Rotaviruses and their components induce antiviral gene expression in intestinal epithelia

Rotavirus, the world's leading cause of severe diarrhea in children, primarily infects the epithelial cells of the small intestine. Rotavirus is typically cleared within 7 days via pathways not strictly dependent on adaptive immunity. Therefore, we hypothesize that epithelial cell antiviral gene expression is important for host defense against rotavirus and sought to define the mechanism by which epithelia detect rotavirus, particularly whether epithelial antiviral gene expression resulted from detection of a viral component or required active viral replication.

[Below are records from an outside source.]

use p3_field::Field;

#[derive(Debug, Clone, Copy)]
pub enum Pattern {
    Sample,
    Observe,
}

impl Pattern {
    #[must_use]
    pub fn as_field_element<F: Field>(self) -> F {
        F::from_u8(self as u8)
    }
}

/// Labels for items that are sampled.
#[derive(Debug, Clone, Copy)]
pub enum Sample {
    FirstChallenge,
    CombinationCoefficient,
    PartialSumChallenge,
}

impl Sample {
    #[must_use]
    pub fn as_field_element<F: Field>(self) -> F {
        F::from_u8(self as u8)
    }
}

/// Labels for items that are observed.
#[derive(Debug, Clone, Copy)]
pub enum Observe {
    NumInstances,
    NumWires,
    BaseChallenges,
    PartialSumPoly,
    FinalEvalProof,
}

impl Observe {
    #[must_use]
    pub fn as_field_element<F: Field>(self) -> F {
        F::from_u8(self as u8)
    }
}
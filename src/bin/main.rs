use std::time::Instant;

use clap::{Parser, ValueEnum};
use gkr_p3::{
    circuit::{
        Circuit, SortedCircuit, WireId,
        gate::{AddGate, MulGate},
        topological_sort,
    },
    gkr::{
        AssignmentError, ProverError, TranscriptSettings, VerifierError,
        assignment::WireAssignment, complete_assignment, proof_size, prove, verify_serialized,
    },
};
use p3_baby_bear::{BabyBear, Poseidon2BabyBear};
use p3_challenger::{DuplexChallenger, FieldChallenger};
use p3_field::{ExtensionField, Field, extension::BinomialExtensionField};
use p3_koala_bear::{KoalaBear, Poseidon2KoalaBear};
use rand::{Rng, SeedableRng, rngs::SmallRng};
use thiserror::Error;
use tracing::info;
use tracing_forest::{ForestLayer, util::LevelFilter};
use tracing_subscriber::{EnvFilter, Registry, layer::SubscriberExt, util::SubscriberInitExt};

#[derive(Clone, Copy, Debug, ValueEnum)]
enum FieldChoice {
    BabyBear,
    KoalaBear,
}

#[derive(Parser, Debug)]
#[command(author, version, about, long_about = None)]
struct Args {
    #[arg(short = 'f', long, value_enum, default_value = "baby-bear")]
    field: FieldChoice,

    /// log2 of the number of circuit instances.
    #[arg(short = 'n', long = "instances", default_value = "10")]
    log_instances: usize,

    /// Number of gate layers.
    #[arg(short = 'd', long, default_value = "4")]
    depth: usize,

    /// Wires per layer.
    #[arg(short = 'w', long, default_value = "4")]
    width: usize,
}

#[derive(Debug, Error)]
enum DemoError {
    #[error(transparent)]
    Assignment(#[from] AssignmentError),
    #[error(transparent)]
    Prover(#[from] ProverError),
    #[error(transparent)]
    Verifier(#[from] VerifierError),
}

/// `depth` layers of `width` wires, alternating multiplications and additions of neighbours.
fn layered_circuit<EF: Field>(depth: usize, width: usize) -> SortedCircuit<EF> {
    let mut circuit = Circuit::new();
    let mut layer: Vec<WireId> = (0..width).map(|_| circuit.add_input()).collect();

    for d in 0..depth {
        layer = (0..width)
            .map(|j| {
                let inputs = [layer[j], layer[(j + 1) % width]];
                if (d + j) % 2 == 0 {
                    circuit.add_gate(MulGate, &inputs)
                } else {
                    circuit.add_gate(AddGate, &inputs)
                }
            })
            .collect();
    }

    topological_sort(&circuit)
}

fn run<F, EF, Challenger>(
    args: &Args,
    make_challenger: impl Fn() -> Challenger,
) -> Result<(), DemoError>
where
    F: Field,
    EF: ExtensionField<F>,
    Challenger: FieldChallenger<F>,
{
    let circuit = layered_circuit::<EF>(args.depth, args.width.max(1));

    let mut rng = SmallRng::seed_from_u64(0);
    let mut inputs = WireAssignment::new();
    for (id, wire) in circuit.iter_sorted() {
        if wire.is_input() {
            let values = (0..1 << args.log_instances)
                .map(|_| EF::from_u64(rng.random()))
                .collect();
            inputs.insert(id, values);
        }
    }
    let assignment = complete_assignment(&circuit, &inputs)?;

    println!("=========================================");
    println!("GKR over {:?}", args.field);
    println!(
        "{} wires, 2^{} instances, {} proof elements",
        circuit.len(),
        args.log_instances,
        proof_size(&circuit, args.log_instances)
    );

    let time = Instant::now();
    let proof = prove(
        &circuit,
        &assignment,
        TranscriptSettings::fresh(make_challenger()),
    )?;
    let prove_time = time.elapsed();
    let data = proof.serialize();

    // The verifier only sees inputs and outputs.
    let mut public = WireAssignment::new();
    for (id, wire) in circuit.iter_sorted() {
        if wire.is_input() || wire.is_output() {
            if let Some(values) = assignment.get(id) {
                public.insert(id, values.to_vec());
            }
        }
    }

    let time = Instant::now();
    verify_serialized(
        &circuit,
        &public,
        &data,
        TranscriptSettings::fresh(make_challenger()),
    )?;
    let verify_time = time.elapsed();

    info!(elements = data.len(), "proof verified");
    println!("Prover time: {prove_time:.1?}");
    println!(
        "Proof size: {:.1} KiB",
        (data.len() * size_of::<EF>()) as f64 / 1024.0
    );
    println!("Verifier time: {verify_time:.1?}");

    Ok(())
}

fn main() -> Result<(), DemoError> {
    let env_filter = EnvFilter::builder()
        .with_default_directive(LevelFilter::INFO.into())
        .from_env_lossy();

    Registry::default()
        .with(env_filter)
        .with(ForestLayer::default())
        .init();

    let args = Args::parse();

    match args.field {
        FieldChoice::BabyBear => run::<BabyBear, BinomialExtensionField<BabyBear, 4>, _>(
            &args,
            || {
                let perm = Poseidon2BabyBear::<16>::new_from_rng_128(&mut SmallRng::seed_from_u64(1));
                DuplexChallenger::<BabyBear, _, 16, 8>::new(perm)
            },
        ),
        FieldChoice::KoalaBear => run::<KoalaBear, BinomialExtensionField<KoalaBear, 4>, _>(
            &args,
            || {
                let perm =
                    Poseidon2KoalaBear::<16>::new_from_rng_128(&mut SmallRng::seed_from_u64(1));
                DuplexChallenger::<KoalaBear, _, 16, 8>::new(perm)
            },
        ),
    }
}
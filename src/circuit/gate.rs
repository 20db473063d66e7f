//! Gates: low-degree polynomials attached to non-input wires.

use core::fmt::Debug;

use p3_field::Field;

/// A gate is a low-degree polynomial map from input wire values to the wire's own value.
///
/// Both methods must be pure: the verifier evaluates gates on sum-check reduced points and
/// the degree bound fixes the length of every partial-sum polynomial in the proof.
pub trait Gate<F>: Debug + Send + Sync {
    /// Evaluates the gate on one value per input slot.
    fn evaluate(&self, inputs: &[F]) -> F;

    /// Total degree of the gate polynomial.
    fn degree(&self) -> usize;
}

/// Forwards its single input. Takes exactly one input.
///
/// Every input wire is treated as carrying this gate, with itself as the only input.
#[derive(Debug, Clone, Copy, Default, PartialEq, Eq)]
pub struct IdentityGate;

impl<F: Field> Gate<F> for IdentityGate {
    fn evaluate(&self, inputs: &[F]) -> F {
        debug_assert_eq!(inputs.len(), 1, "identity gate takes one input");
        inputs[0]
    }

    fn degree(&self) -> usize {
        1
    }
}

/// Sum of all inputs.
#[derive(Debug, Clone, Copy, Default, PartialEq, Eq)]
pub struct AddGate;

impl<F: Field> Gate<F> for AddGate {
    fn evaluate(&self, inputs: &[F]) -> F {
        inputs.iter().copied().sum()
    }

    fn degree(&self) -> usize {
        1
    }
}

/// `a - b`. Takes exactly two inputs.
#[derive(Debug, Clone, Copy, Default, PartialEq, Eq)]
pub struct SubGate;

impl<F: Field> Gate<F> for SubGate {
    fn evaluate(&self, inputs: &[F]) -> F {
        debug_assert_eq!(inputs.len(), 2, "sub gate takes two inputs");
        inputs[0] - inputs[1]
    }

    fn degree(&self) -> usize {
        1
    }
}

/// `a * b`. Takes exactly two inputs.
#[derive(Debug, Clone, Copy, Default, PartialEq, Eq)]
pub struct MulGate;

impl<F: Field> Gate<F> for MulGate {
    fn evaluate(&self, inputs: &[F]) -> F {
        debug_assert_eq!(inputs.len(), 2, "mul gate takes two inputs");
        inputs[0] * inputs[1]
    }

    fn degree(&self) -> usize {
        2
    }
}

/// `a^e` for a fixed public exponent `e >= 1`. Takes exactly one input.
#[derive(Debug, Clone, Copy, PartialEq, Eq)]
pub struct PowGate(pub u64);

impl<F: Field> Gate<F> for PowGate {
    fn evaluate(&self, inputs: &[F]) -> F {
        debug_assert_eq!(inputs.len(), 1, "pow gate takes one input");
        inputs[0].exp_u64(self.0)
    }

    fn degree(&self) -> usize {
        self.0 as usize
    }
}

Polarized model intestinal epithelia were treated with live rhesus rotavirus (RRV) (MOI 1–3) or RRV that had been UV‐irradiated (UV‐RRV) to render it non‐infectious but leave its epitopes intact. Expression of viral proteins and activation of interferon regulatory factors 3 and 7 (IRF 3/7) and STAT 1/3 were measured by western blotting. Cytokines IL‐8 and IFNB were measured by ELISA. Apical, but not basolateral, treatment of model epithelia with RRV resulted in productive infection (synthesis of viral proteins) and robust activation of all pathways measured. Interestingly, such activation of host antiviral pathways was largely recapitulated by treatment with UV‐RRV. Together, these results suggest that epithelial antiviral gene expression may result from activation of an apical receptor that detects a component of rotavirus.